The Last Baby Boomer
© Deborah Turner
Some people are Generation Z’s (2001 – present). Some people are Millennials (1980 – 2000). Some people may even be Gen X’rs (1965 -1979). I myself am proud to say that I am a Baby Boomer … even if I am one of the last Baby Boomers. Baby Boomers were born between the years 1946 – 1964. We grew up and even grew old bearing witness to perhaps the most incredible time span in history.
Baby Boomers were raised by the “Silent Generation,” our parents were born between the 1920’s through 1945. I prefer to call them “The Greatest Generation” a term given by Tom Brokaw. Our parents grew up during difficult economic times, were hard working, loyal to their employers, most of them working for the same employer until retirement. They witnessed the Great Depression, fought for our country in WWII, and did not have access to technology.
Baby Boomers were lucky enough to live in a booming economy; during a time when moving to the suburbs was a sign of success. We watched shows on TV like I Love Lucy, Bonanza, Laugh In, Star Trek, Andy Griffith, Bewitched, and even Romper Room. Sunday nights were reserved for family dinners and The Wonderful World of Disney. Our TV sets had 3 channels and we actually had to get up to turn the dial.
Boomers turned the music industry upside down, reaching their teen years anywhere from the 1950’s through the early 1980’s. We watched everything on TV from one man walking on the moon, to another man's moonwalk across the stage for the first time. We saw Elvis, the Beatles, Bob Dylan, and Woodstock first hand. We created the “Summer of Love,” Motown, and even Disco … yes Disco.
Our generation was the first to live with the threat of nuclear war. We ducked and covered under our desks during civil defense drills, and pledged allegiance to the flag at school every morning. We were able to watch new technology pop up every day. Many things we could never have imagined during the days when we got up to turn that TV channel. I remember the first hand held calculator, and micro wave oven. There was no turning back, and the road ahead was unimaginable.

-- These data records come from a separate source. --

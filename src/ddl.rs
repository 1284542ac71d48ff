//! DDL recognition against a `QUERY_EVENT`'s statement text, grounded on
//! spec §4.4's four-regex precedence order (itself derived from
//! `original_source/Slave.cpp`'s schema-rebuild triggers).

use regex::Regex;

use crate::table_key::TableKey;

/// What a DDL statement means for the replicated schema: either one table's
/// schema needs a rebuild, or a table was renamed (old key's entry should be
/// dropped/rekeyed to the new one — up to the caller).
#[derive(Debug, Clone, PartialEq, Eq)]
pub enum DdlEffect {
    Rename(Vec<(TableKey, TableKey)>),
    Rebuild(TableKey),
}

struct Patterns {
    alter_rename: Regex,
    rename_table: Regex,
    create_table: Regex,
    alter_table: Regex,
}

impl Patterns {
    fn new() -> Self {
        Patterns {
            alter_rename: Regex::new(
                r"(?is)^\s*ALTER\s+TABLE\s+(?:`?(?P<db>[\w$]+)`?\.)?`?(?P<tbl>[\w$]+)`?\s+RENAME\s+(?:TO|AS)\s+(?:`?(?P<ndb>[\w$]+)`?\.)?`?(?P<ntbl>[\w$]+)`?",
            )
            .unwrap(),
            rename_table: Regex::new(r"(?is)^\s*RENAME\s+TABLE\s+(?P<list>.+)$").unwrap(),
            create_table: Regex::new(
                r"(?is)^\s*CREATE\s+TABLE\s+(?:IF\s+NOT\s+EXISTS\s+)?(?:`?(?P<db>[\w$]+)`?\.)?`?(?P<tbl>[\w$]+)`?",
            )
            .unwrap(),
            alter_table: Regex::new(
                r"(?is)^\s*ALTER\s+TABLE\s+(?:`?(?P<db>[\w$]+)`?\.)?`?(?P<tbl>[\w$]+)`?",
            )
            .unwrap(),
            }
    }

    fn rename_pair() -> Regex {
        Regex::new(
            r"(?is)^\s*(?:`?(?P<db>[\w$]+)`?\.)?`?(?P<tbl>[\w$]+)`?\s+TO\s+(?:`?(?P<ndb>[\w$]+)`?\.)?`?(?P<ntbl>[\w$]+)`?\s*$",
        )
        .unwrap()
    }
}

/// Strip `/* ... */` comments and collapse newlines to spaces, per §4.4.
fn normalize(query: &str) -> String {
    let mut out = String::with_capacity(query.len());
    let mut chars = query.chars().peekable();
    while let Some(c) = chars.next() {
        if c == '/' && chars.peek() == Some(&'*') {
            chars.next();
            while let Some(c2) = chars.next() {
                if c2 == '*' && chars.peek() == Some(&'/') {
                    chars.next();
                    break;
                }
            }
            continue;
        }
        out.push(if c == '\n' || c == '\r' { ' ' } else { c });
    }
    out
}

/// Classify a DDL statement, defaulting missing database names to
/// `default_db`. Returns `None` if the statement isn't recognized DDL.
pub fn classify(query: &str, default_db: &str) -> Option<DdlEffect> {
    let patterns = Patterns::new();
    let normalized = normalize(query);
    let trimmed = normalized.trim();

    if let Some(caps) = patterns.alter_rename.captures(trimmed) {
        let db = caps.name("db").map(|m| m.as_str()).unwrap_or(default_db);
        let tbl = &caps["tbl"];
        let ndb = caps.name("ndb").map(|m| m.as_str()).unwrap_or(default_db);
        let ntbl = &caps["ntbl"];
        return Some(DdlEffect::Rename(vec![(
            TableKey::new(db, tbl),
            TableKey::new(ndb, ntbl),
        )]));
    }

    if let Some(caps) = patterns.rename_table.captures(trimmed) {
        let list = &caps["list"];
        let mut pairs = Vec::new();
        for item in list.split(',') {
            let item = item.trim();
            if let Some(caps) = Patterns::rename_pair().captures(item) {
                let db = caps.name("db").map(|m| m.as_str()).unwrap_or(default_db);
                let tbl = &caps["tbl"];
                let ndb = caps.name("ndb").map(|m| m.as_str()).unwrap_or(default_db);
                let ntbl = &caps["ntbl"];
                pairs.push((TableKey::new(db, tbl), TableKey::new(ndb, ntbl)));
            }
        }
        if !pairs.is_empty() {
            return Some(DdlEffect::Rename(pairs));
        }
    }

    if let Some(caps) = patterns.create_table.captures(trimmed) {
        let db = caps.name("db").map(|m| m.as_str()).unwrap_or(default_db);
        let tbl = &caps["tbl"];
        return Some(DdlEffect::Rebuild(TableKey::new(db, tbl)));
    }

    if let Some(caps) = patterns.alter_table.captures(trimmed) {
        let db = caps.name("db").map(|m| m.as_str()).unwrap_or(default_db);
        let tbl = &caps["tbl"];
        return Some(DdlEffect::Rebuild(TableKey::new(db, tbl)));
    }

    None
}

My generation had front row seats to see everything from John F. Kennedy, Martin Luther King, the civil rights movement, and Rosa Parks, to Vietnam, equal rights for woman, and sadly even 9 – 11. We huddled as a family around the TV set watching everything from the birth of “Little Ricky” on the I Love Lucy show, to the funeral of Robert F. Kennedy.
So here I sit sandwiched somewhere in between the Greatest Generation of all, and the new Millennials. Honestly I really could not think of a better place to be.